India administers 400mn coronavirus vaccine shots

India on Saturday crossed 400-million mark in the number of coronavirus vaccine doses administered across the country so far – a key milestone in the country’s inoculation drive, making it the highest number of shots given among any nation in the world with the exception of China.

Until Saturday night, 404.5 million shots had been administered across the country to 318.4 million people, according to data released by the Union health ministry. This translates into a little over one-third of India’s eligible population (currently only people above the age of 18 years qualify for shots) having received at least one dose of the vaccine – 25.2% of India’s adults are partially vaccinated, and 8.7% have received both doses.

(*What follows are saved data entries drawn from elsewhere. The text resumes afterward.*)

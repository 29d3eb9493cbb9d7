pub(crate) mod composite;
pub(crate) mod export;
pub(crate) mod stroke;
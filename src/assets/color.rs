use std::fmt;
use std::str::FromStr;

use serde::{Deserialize, Serialize};

use crate::foundation::core::Rgba8;
use crate::foundation::error::ColorbookError;

impl Rgba8 {
    /// Parse `#RGB`, `#RRGGBB` or `#RRGGBBAA` (leading `#` optional, case-insensitive).
    pub fn from_hex(s: &str) -> Result<Self, ColorbookError> {
        parse_hex(s).map_err(ColorbookError::validation)
    }

    /// Lowercase `#rrggbb`, or `#rrggbbaa` when not fully opaque.
    pub fn to_hex(self) -> String {
        if self.a == 255 {
            format!("#{:02x}{:02x}{:02x}", self.r, self.g, self.b)
        } else {
            format!("#{:02x}{:02x}{:02x}{:02x}", self.r, self.g, self.b, self.a)
        }
    }
}

impl FromStr for Rgba8 {
    type Err = ColorbookError;

    fn from_str(s: &str) -> Result<Self, Self::Err> {
        Self::from_hex(s)
    }
}

impl fmt::Display for Rgba8 {
    fn fmt(&self, f: &mut fmt::Formatter<'_>) -> fmt::Result {
        f.write_str(&self.to_hex())
    }
}

impl Serialize for Rgba8 {
    fn serialize<S>(&self, serializer: S) -> Result<S::Ok, S::Error>
    where
        S: serde::Serializer,
    {
        serializer.serialize_str(&self.to_hex())
    }
}

impl<'de> Deserialize<'de> for Rgba8 {
    fn deserialize<D>(deserializer: D) -> Result<Self, D::Error>
    where
        D: serde::Deserializer<'de>,
    {
        #[derive(Deserialize)]
        #[serde(untagged)]
        enum Repr {
            Hex(String),
            Arr(Vec<u8>),
        }

        match Repr::deserialize(deserializer)? {
            Repr::Hex(s) => parse_hex(&s).map_err(serde::de::Error::custom),
            Repr::Arr(v) => match v.as_slice() {
                [r, g, b] => Ok(Self::opaque(*r, *g, *b)),
                [r, g, b, a] => Ok(Self::new(*r, *g, *b, *a)),
                _ => Err(serde::de::Error::custom(
                    "rgba array must have len 3 ([r,g,b]) or 4 ([r,g,b,a])",
                )),
            },
        }
    }
}

fn parse_hex(s: &str) -> Result<Rgba8, String> {
    let s = s.trim();
    let s = s.strip_prefix('#').unwrap_or(s);
    if !s.is_ascii() {
        return Err(format!("invalid hex color \"{s}\""));
    }

    fn hex_byte(pair: &str) -> Result<u8, String> {
        u8::from_str_radix(pair, 16).map_err(|_| format!("invalid hex byte \"{pair}\""))
    }

    match s.len() {
        // #RGB expands each digit: "f80" -> "ff8800".
        3 => {
            let mut out = [0u8; 3];
            for (i, c) in s.chars().enumerate() {
                let doubled: String = [c, c].iter().collect();
                out[i] = hex_byte(&doubled)?;
            }
            Ok(Rgba8::opaque(out[0], out[1], out[2]))
        }
        6 => Ok(Rgba8::opaque(
            hex_byte(&s[0..2])?,
            hex_byte(&s[2..4])?,
            hex_byte(&s[4..6])?,
        )),
        8 => Ok(Rgba8::new(
            hex_byte(&s[0..2])?,
            hex_byte(&s[2..4])?,
            hex_byte(&s[4..6])?,
            hex_byte(&s[6..8])?,
        )),
        _ => Err("hex color must be #RGB, #RRGGBB or #RRGGBBAA (case-insensitive)".to_owned()),
    }
}

#[cfg(test)]
#[path = "../../tests/unit/assets/color.rs"]
mod tests;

But despite this milestone, India has the unique and monumental task of inoculating the world’s second largest population with nearly two-thirds of the eligible population yet to receive a single jab. The country’s vaccination drive, meanwhile, faces challenges such as constraints regarding supplies and production, and a heavily fluctuating pace of shot administration.

“India takes another leap in the fight against #COVID19 by administering more than 40 crore vaccine doses so far under the world’s #LargestVaccineDrive!” said the ministry of health in a tweet on Saturday.

Also on Saturday, two panchayats in Jammu and Kashmir completed 100% vaccination for everyone above the age of 18 years, Union health minister Mansukh Mandaviya said. They join Ladakh, which achieved the feat earlier this month, as regions that have given single shots to their entire eligible populations. “I want to congratulate the ASHA [workers] and the people of the two panchayats in Jammu and Kashmir’s Rajauri district for 100% vaccination. The way they have taken the vaccination drive to the most inaccessible places is admirable,” the minister said.

India’s vaccination drive, which kicked off on January 16, has seen huge fluctuations so far. The drive picked up pace in April after it was opened up for everyone over the age of 45 years, but numbers remained low through May despite vaccinations being thrown open to everyone over the age of 18. This forced the central government to announce a change in procurement strategy, where the Centre purchased 75% of all vaccine doses and gave it to states for free starting June 21.

As the latest vaccine policy kicked off, the vaccination rate briefly soared to its highest ever, but has again slowed down over the past few weeks.

In the past week, India has averaged administration of around 4.1 million shots a day – a drop of over 36% of the peak levels seen in the third week of June. State governments too have said lately that they are facing severe scarcity of doses, and that some of them have had to close down some vaccination centres due to patchy supply. On Wednesday, Mandaviya said that vaccine availability in July was increased from 120 million doses to 135 million. Till the evening of July 17, nearly 64 million doses had been administered in the month.

On Friday, during Prime Minister Narendra Modi’s meeting with the chief ministers of six states regarding the Covid-19 outbreak, the CMs of Kerala, Andhra Pradesh, Karnataka and Tamil Nadu stressed on the need for increased vaccine supply. The PM assured them of all possible help in taking forward the Covid-19 vaccination drive.

These states were in addition to several regions such as Maharashtra, Delhi, West Bengal, Rajasthan, and Odisha, who have over the past week raised concerns over their diminishing vaccine supplies.

Earlier this week, Mandaviya had said that “misinformed” statements were being put out to “create panic” among people regarding vaccine supply. He added that states knew “well in advance” the time and volume of doses they were scheduled to get, so any supply shortage was the result of “mismanagement” at the state level.

Till Saturday morning, 416 million doses of vaccines have been sent to states, with another 1.8 million doses in the pipeline, according to the government data.

Experts, however, stressed that with less than 10% of the country’s adults fully vaccinated, it still leaves a massive task at hand for the government.

“Having fully vaccinated less than 10% of the eligible population is too small a fraction if our aim is to inoculate a big enough proportion of the country to reduce the transmission of the infection… We need to vaccinate at least 40-50% of the eligible population (to achieve that),” said Dr T Jacob John, former head of the department of virology at Christian Medical College-Vellore.

He said that in order to solve the issue of patchy vaccine supply and production, the government should have started stockpiling vaccines when they entered Phase 3 of trials. “Once vaccine candidates pass Phase 1 and 2 of trials, we know there’s a good chance they will get approved. The government should have started ordering doses then. Instead they waited till the drug regulator approved the vaccines and bought stockpiles that were created by the companies. The manufacturing capacity has been increased only in the last couple of months, the effect of which will only be seen August onwards,” he said.